Tous les prétendants étaient morts. Ulysse fit
le tour de la salle, pour être sûr qu’aucun ne s’était caché pour
échapper à la mort. Puis il ordonna à ses serviteurs de sortir les
cadavres et de nettoyer les tables, les sièges et les
planchers.
On brûla ensuite du soufre pour purifier
l’air, et Ulysse envoya sa vieille nourrice dire à Pénélope que son
mari était de retour.
L’Odyssée – Scène 19 : La paix
Éveillée d’un profond sommeil, Pénélope ne
voulut pas d’abord croire à la nouvelle, car elle avait trop
longtemps attendu. Mais, à mesure qu’elle écoutait, les larmes
coulaient le long de ses joues, et l’espoir grandissait en
elle.
Elle franchit le seuil et entra dans la
grand-salle où elle s’assit sur son fauteuil au coin du feu. Ulysse
était de l’autre côté. Il restait silencieux, les yeux fixés au
sol, attendant de voir ce qu’elle allait faire. Pénélope fut
incapable de parler pendant quelques instants. Mais ses yeux
détaillaient l’inconnu en haillons, cherchant à retrouver en lui le
mari qu’elle avait connu.
Télémaque s’impatienta. « Comme tu as le
coeur dur ! s’écria-t-il. Pourquoi ne t’approches-tu pas de
mon père et ne lui parles-tu pas ? »
« Mon enfant, dit Pénélope, mon coeur est
paralysé et je ne peux pas trouver mes mots. Mais si c’est vraiment
Ulysse, nous nous reconnaîtrons bientôt, car il y a entre nous des
secrets que personne d’autre ne connaît. »
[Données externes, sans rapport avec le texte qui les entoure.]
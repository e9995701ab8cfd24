#![forbid(unsafe_code)]

//! Synchronous watchable values.
//!
//! - [`Subject`]: the writable leaf. Owns an optional value and its watchers.
//! - [`Watchable`]: shared read-only handle over anything implementing
//!   [`WatchableLike`], carrying the derived operations (`map`,
//!   `with_hooks`, `snapshot`, `first_value`).
//! - [`Derived`]: adapter built from three closures, used for every derived
//!   watchable.
//! - [`partial_combine`]: keyed fan-in of many watchables into one mapping.
//!
//! # Invariants
//!
//! 1. Presence is monotonic: once `has_value()` is true it stays true.
//! 2. Watchers are notified in subscription order.
//! 3. `watch()` replays the current value synchronously before returning.
//! 4. Updating with a value equal to the current one is a no-op.
//! 5. An `update()` issued from inside a watcher runs its whole notification
//!    pass before the outer pass resumes.

pub mod combine;
pub mod derived;
pub mod first_value;
pub mod hooks;
pub mod memo;
pub mod subject;
pub mod watchable;

pub use combine::partial_combine;
pub use derived::Derived;
pub use first_value::FirstValue;
pub use hooks::Hooks;
pub use memo::MemoizeLatest;
pub use subject::Subject;
pub use watchable::{Watchable, WatchableLike, WatcherFn};
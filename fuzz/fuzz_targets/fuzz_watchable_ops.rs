#![no_main]

use std::cell::RefCell;
use std::rc::Rc;

use arbitrary::Arbitrary;
use indexmap::IndexMap;
use libfuzzer_sys::fuzz_target;
use watchable::{Subject, Unsubscribe, WatchableMap, partial_combine};

const LEAVES: usize = 4;

#[derive(Arbitrary, Debug)]
enum FuzzOp {
    Update { leaf: u8, value: u8 },
    Watch { leaf: u8, reentrant: bool },
    Unwatch { slot: u8 },
    WatchCombined,
    Snapshot { leaf: u8 },
    MapSet { key: u8, value: u8 },
    MapBump { key: u8 },
}

fuzz_target!(|ops: Vec<FuzzOp>| {
    let leaves: Vec<Subject<u8>> = (0..LEAVES).map(|_| Subject::empty()).collect();
    let keyed: IndexMap<usize, _> = leaves
        .iter()
        .enumerate()
        .map(|(i, s)| (i, s.as_watchable()))
        .collect();
    let combined = partial_combine(&keyed);
    let map: WatchableMap<u8, u8> = WatchableMap::new();
    let mut handles: Vec<Unsubscribe> = Vec::new();
    let mut snapshots = Vec::new();
    let last_combined: Rc<RefCell<Option<IndexMap<usize, u8>>>> = Rc::new(RefCell::new(None));

    for op in ops.into_iter().take(256) {
        match op {
            FuzzOp::Update { leaf, value } => {
                leaves[leaf as usize % LEAVES].update(value);
            }
            FuzzOp::Watch { leaf, reentrant } => {
                let target = leaves[leaf as usize % LEAVES].clone();
                let watched = target.clone();
                let handle = watched.watch(move |v: &u8| {
                    if reentrant && *v < 8 {
                        target.update(v + 1);
                    }
                });
                handles.push(handle.expect("fresh watcher"));
            }
            FuzzOp::Unwatch { slot } => {
                if !handles.is_empty() {
                    let handle = handles.swap_remove(slot as usize % handles.len());
                    handle.unsubscribe().expect("registered watcher");
                }
            }
            FuzzOp::WatchCombined => {
                let last = Rc::clone(&last_combined);
                let handle = combined.watch(move |m| {
                    if let Some(previous) = last.borrow().as_ref() {
                        // Keys never disappear.
                        assert!(previous.keys().all(|k| m.contains_key(k)));
                    }
                    *last.borrow_mut() = Some(m.clone());
                });
                handles.push(handle.expect("fresh watcher"));
            }
            FuzzOp::Snapshot { leaf } => {
                let source = leaves[leaf as usize % LEAVES].as_watchable();
                let had_value = source.has_value();
                let snap = source.snapshot().expect("fresh watcher");
                assert_eq!(snap.has_value(), had_value);
                snapshots.push((source, snap));
            }
            FuzzOp::MapSet { key, value } => {
                map.update_or_create_with_value(key % 8, value);
                assert_eq!(map.get_or_create(key % 8).get_value(), Ok(value));
            }
            FuzzOp::MapBump { key } => {
                map.update_or_create(key % 8, |v| v.map_or(0, |v| v.wrapping_add(1)));
            }
        }
    }

    for (source, snap) in &snapshots {
        // A populated source always populates its snapshot.
        assert!(!source.has_value() || snap.has_value());
    }
    for handle in handles {
        handle.unsubscribe().expect("registered watcher");
    }
});
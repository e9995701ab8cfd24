#![forbid(unsafe_code)]

//! Structural adapter over an arbitrary `{has_value, get_value, watch}`
//! triple.
//!
//! A `Derived` owns no state of its own beyond the closures it wraps. Those
//! closures hold shared handles to whatever they were built over, which keeps
//! the source alive exactly as long as the wrapper.

use std::fmt;

use crate::error::Result;
use crate::subscriptions::Unsubscribe;

use super::watchable::{WatchableLike, WatcherFn};

type HasValueFn = Box<dyn Fn() -> bool>;
type GetValueFn<T> = Box<dyn Fn() -> Result<T>>;
type WatchFn<T> = Box<dyn Fn(WatcherFn<T>) -> Result<Unsubscribe>>;

pub struct Derived<T> {
    has_value: HasValueFn,
    get_value: GetValueFn<T>,
    watch: WatchFn<T>,
}

impl<T> fmt::Debug for Derived<T> {
    fn fmt(&self, f: &mut fmt::Formatter<'_>) -> fmt::Result {
        f.debug_struct("Derived")
            .field("has_value", &(self.has_value)())
            .finish_non_exhaustive()
    }
}

impl<T> Derived<T> {
    pub fn new(
        has_value: impl Fn() -> bool + 'static,
        get_value: impl Fn() -> Result<T> + 'static,
        watch: impl Fn(WatcherFn<T>) -> Result<Unsubscribe> + 'static,
    ) -> Self {
        Self {
            has_value: Box::new(has_value),
            get_value: Box::new(get_value),
            watch: Box::new(watch),
        }
    }
}

impl<T> WatchableLike<T> for Derived<T> {
    fn has_value(&self) -> bool {
        (self.has_value)()
    }

    fn get_value(&self) -> Result<T> {
        (self.get_value)()
    }

    fn watch(&self, watcher: WatcherFn<T>) -> Result<Unsubscribe> {
        (self.watch)(watcher)
    }
}

#[cfg(test)]
mod tests {
    use super::*;
    use crate::WatchableError;
    use crate::reactive::{Subject, Watchable};
    use std::cell::Cell;
    use std::rc::Rc;

    #[test]
    fn delegates_to_closures() {
        let watched = Rc::new(Cell::new(0));
        let counter = Rc::clone(&watched);
        let derived = Derived::new(
            || true,
            || Ok(42),
            move |watcher: WatcherFn<i32>| {
                counter.set(counter.get() + 1);
                watcher(&42);
                Ok(Unsubscribe::noop())
            },
        );
        assert!(derived.has_value());
        assert_eq!(derived.get_value(), Ok(42));

        let seen = Rc::new(Cell::new(0));
        let sink = Rc::clone(&seen);
        let unsub = derived.watch(Rc::new(move |v: &i32| sink.set(*v))).unwrap();
        assert_eq!(seen.get(), 42);
        assert_eq!(watched.get(), 1);
        unsub.unsubscribe().unwrap();
    }

    #[test]
    fn keeps_source_alive() {
        let w: Watchable<i32> = {
            let subject = Subject::of(9);
            let source = subject.as_watchable();
            let reader = source.clone();
            Watchable::new(Derived::new(
                move || source.has_value(),
                move || reader.get_value(),
                |_| Err(WatchableError::MissingSubscription),
            ))
        };
        assert!(w.has_value());
        assert_eq!(w.get_value(), Ok(9));
    }
}
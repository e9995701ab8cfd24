#![forbid(unsafe_code)]

//! Pluggable equality used for dedupe-on-update.

use std::rc::Rc;

/// Shared equality predicate. Returning `true` suppresses an update.
pub type Equality<T> = Rc<dyn Fn(&T, &T) -> bool>;

/// Structural equality through [`PartialEq`].
#[must_use]
pub fn by_partial_eq<T: PartialEq + 'static>() -> Equality<T> {
    Rc::new(|a: &T, b: &T| a == b)
}

/// Identity of the shared allocation, ignoring contents.
#[must_use]
pub fn by_ptr<U: ?Sized + 'static>() -> Equality<Rc<U>> {
    Rc::new(|a: &Rc<U>, b: &Rc<U>| Rc::ptr_eq(a, b))
}

/// Never equal: every update notifies.
#[must_use]
pub fn never<T: 'static>() -> Equality<T> {
    Rc::new(|_: &T, _: &T| false)
}
//! Public boundary: `secure` a plaintext query into a launch token and
//! `view` it again.
//!
//! Internal failures are logged by kind and collapsed into [`SecureError`]
//! or [`ViewError`] before they reach the caller.

use launchseal_crypto::{Clock, OsRandom, RandomSource, SystemClock};
use tracing::{debug, warn};

use crate::envelope::{encrypt_and_sign, verify_and_decrypt, OpenedMessage};
use crate::error::{SealError, SecureError, ViewError};
use crate::query::{extract_token, to_query};
use crate::secret::SharedSecret;

/// Produces launch tokens from a random source and a clock.
///
/// `Sealer` holds no state between calls and can be shared across threads.
#[derive(Debug, Clone, Default)]
pub struct Sealer<R = OsRandom, C = SystemClock> {
    rng: R,
    clock: C,
}

impl Sealer {
    /// A sealer backed by the OS random generator and the system clock.
    pub fn new() -> Self {
        Self::default()
    }
}

impl<R: RandomSource, C: Clock> Sealer<R, C> {
    pub fn with_sources(rng: R, clock: C) -> Self {
        Self { rng, clock }
    }

    /// Encrypt and sign `plaintext`, returning the full query fragment.
    pub fn seal(&self, plaintext: &str, secret: &SharedSecret) -> Result<String, SealError> {
        let token = encrypt_and_sign(plaintext.as_bytes(), secret, &self.rng, &self.clock)?;
        debug!(
            plaintext_len = plaintext.len(),
            token_len = token.len(),
            "sealed launch token"
        );
        Ok(to_query(&token))
    }

    /// Like [`Sealer::seal`], with failure detail reduced to its kind.
    pub fn secure(&self, plaintext: &str, secret: &SharedSecret) -> Result<String, SecureError> {
        self.seal(plaintext, secret).map_err(|e| {
            warn!(kind = %e.kind(), "failed to secure launch token");
            SecureError::from(e)
        })
    }

    /// Like [`Sealer::secure`], taking the shared secret as base64.
    pub fn secure_with_base64_key(
        &self,
        plaintext: &str,
        base64_key: &str,
    ) -> Result<String, SecureError> {
        let secret = SharedSecret::from_base64(base64_key).map_err(|e| {
            warn!(kind = %e.kind(), "rejected shared secret");
            SecureError::from(e)
        })?;
        self.secure(plaintext, &secret)
    }
}

/// Secure `plaintext` with OS randomness and the system clock.
pub fn secure(plaintext: &str, secret: &SharedSecret) -> Result<String, SecureError> {
    Sealer::new().secure(plaintext, secret)
}

/// Secure `plaintext` with a base64-encoded shared secret.
pub fn secure_with_base64_key(plaintext: &str, base64_key: &str) -> Result<String, SecureError> {
    Sealer::new().secure_with_base64_key(plaintext, base64_key)
}

/// Extract, verify and decrypt the token in `query`, keeping failure detail.
///
/// The claimed issue time is returned unchecked; freshness and replay
/// policy belong to the caller.
pub fn open(query: &str, secret: &SharedSecret) -> Result<OpenedMessage, SealError> {
    let token = extract_token(query)?;
    let opened = verify_and_decrypt(&token, secret)?;
    debug!(
        token_len = token.len(),
        plaintext_len = opened.plaintext.len(),
        "opened launch token"
    );
    Ok(opened)
}

fn open_text(query: &str, secret: &SharedSecret) -> Result<String, SealError> {
    let opened = open(query, secret)?;
    String::from_utf8(opened.plaintext)
        .map_err(|_| SealError::Encoding("plaintext is not valid UTF-8".into()))
}

/// Recover the plaintext query carried by `query`.
///
/// Every failure, from a missing parameter to a bad tag, yields the same
/// [`ViewError`].
pub fn view(query: &str, secret: &SharedSecret) -> Result<String, ViewError> {
    open_text(query, secret).map_err(|e| {
        warn!(kind = %e.kind(), "rejected launch token");
        ViewError::from(e)
    })
}

/// Like [`view`], taking the shared secret as base64.
pub fn view_with_base64_key(query: &str, base64_key: &str) -> Result<String, ViewError> {
    let secret = SharedSecret::from_base64(base64_key).map_err(|e| {
        warn!(kind = %e.kind(), "rejected shared secret");
        ViewError::from(e)
    })?;
    view(query, &secret)
}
Ulysse sourit à ces paroles. « Laisse ta
mère tranquille, Télémaque. Qu’elle me mette à l’épreuve. Réfléchis
plutôt à ce que nous devons faire pour maintenir la paix,
maintenant que nous avons tué les plus beaux jeunes gens
d’Ithaque. »
« C’est à toi de décider, dit Télémaque.
Nous te suivrons. »
Comme toujours, Ulysse avait une idée.
« Lave-toi, change d’habits et fais s’habiller en grande
toilette les servantes. Que l’aède prenne sa harpe et joue des airs
joyeux. Que la maison soit pleine du bruit de la musique et de la
danse : les voisins croiront qu’il y a ici une noce. Nous ne
devons pas laisser transpirer la nouvelle de la mort des
prétendants, avant que nous ayons gagné la maison de mon père
Laerte. Nous verrons alors quels projets les dieux nous
inspirent. »
Ce plan fut exécuté sans délai. Les hommes
mirent des tuniques neuves, et les femmes leurs plus beaux habits.
L’aède prit sa harpe et créa bientôt une ambiance de chants et de
danses joyeuses.
Les gens qui passaient dans la rue
s’attardaient un instant et se disaient : « Un de ces
jeunes gens épouse donc enfin notre reine. »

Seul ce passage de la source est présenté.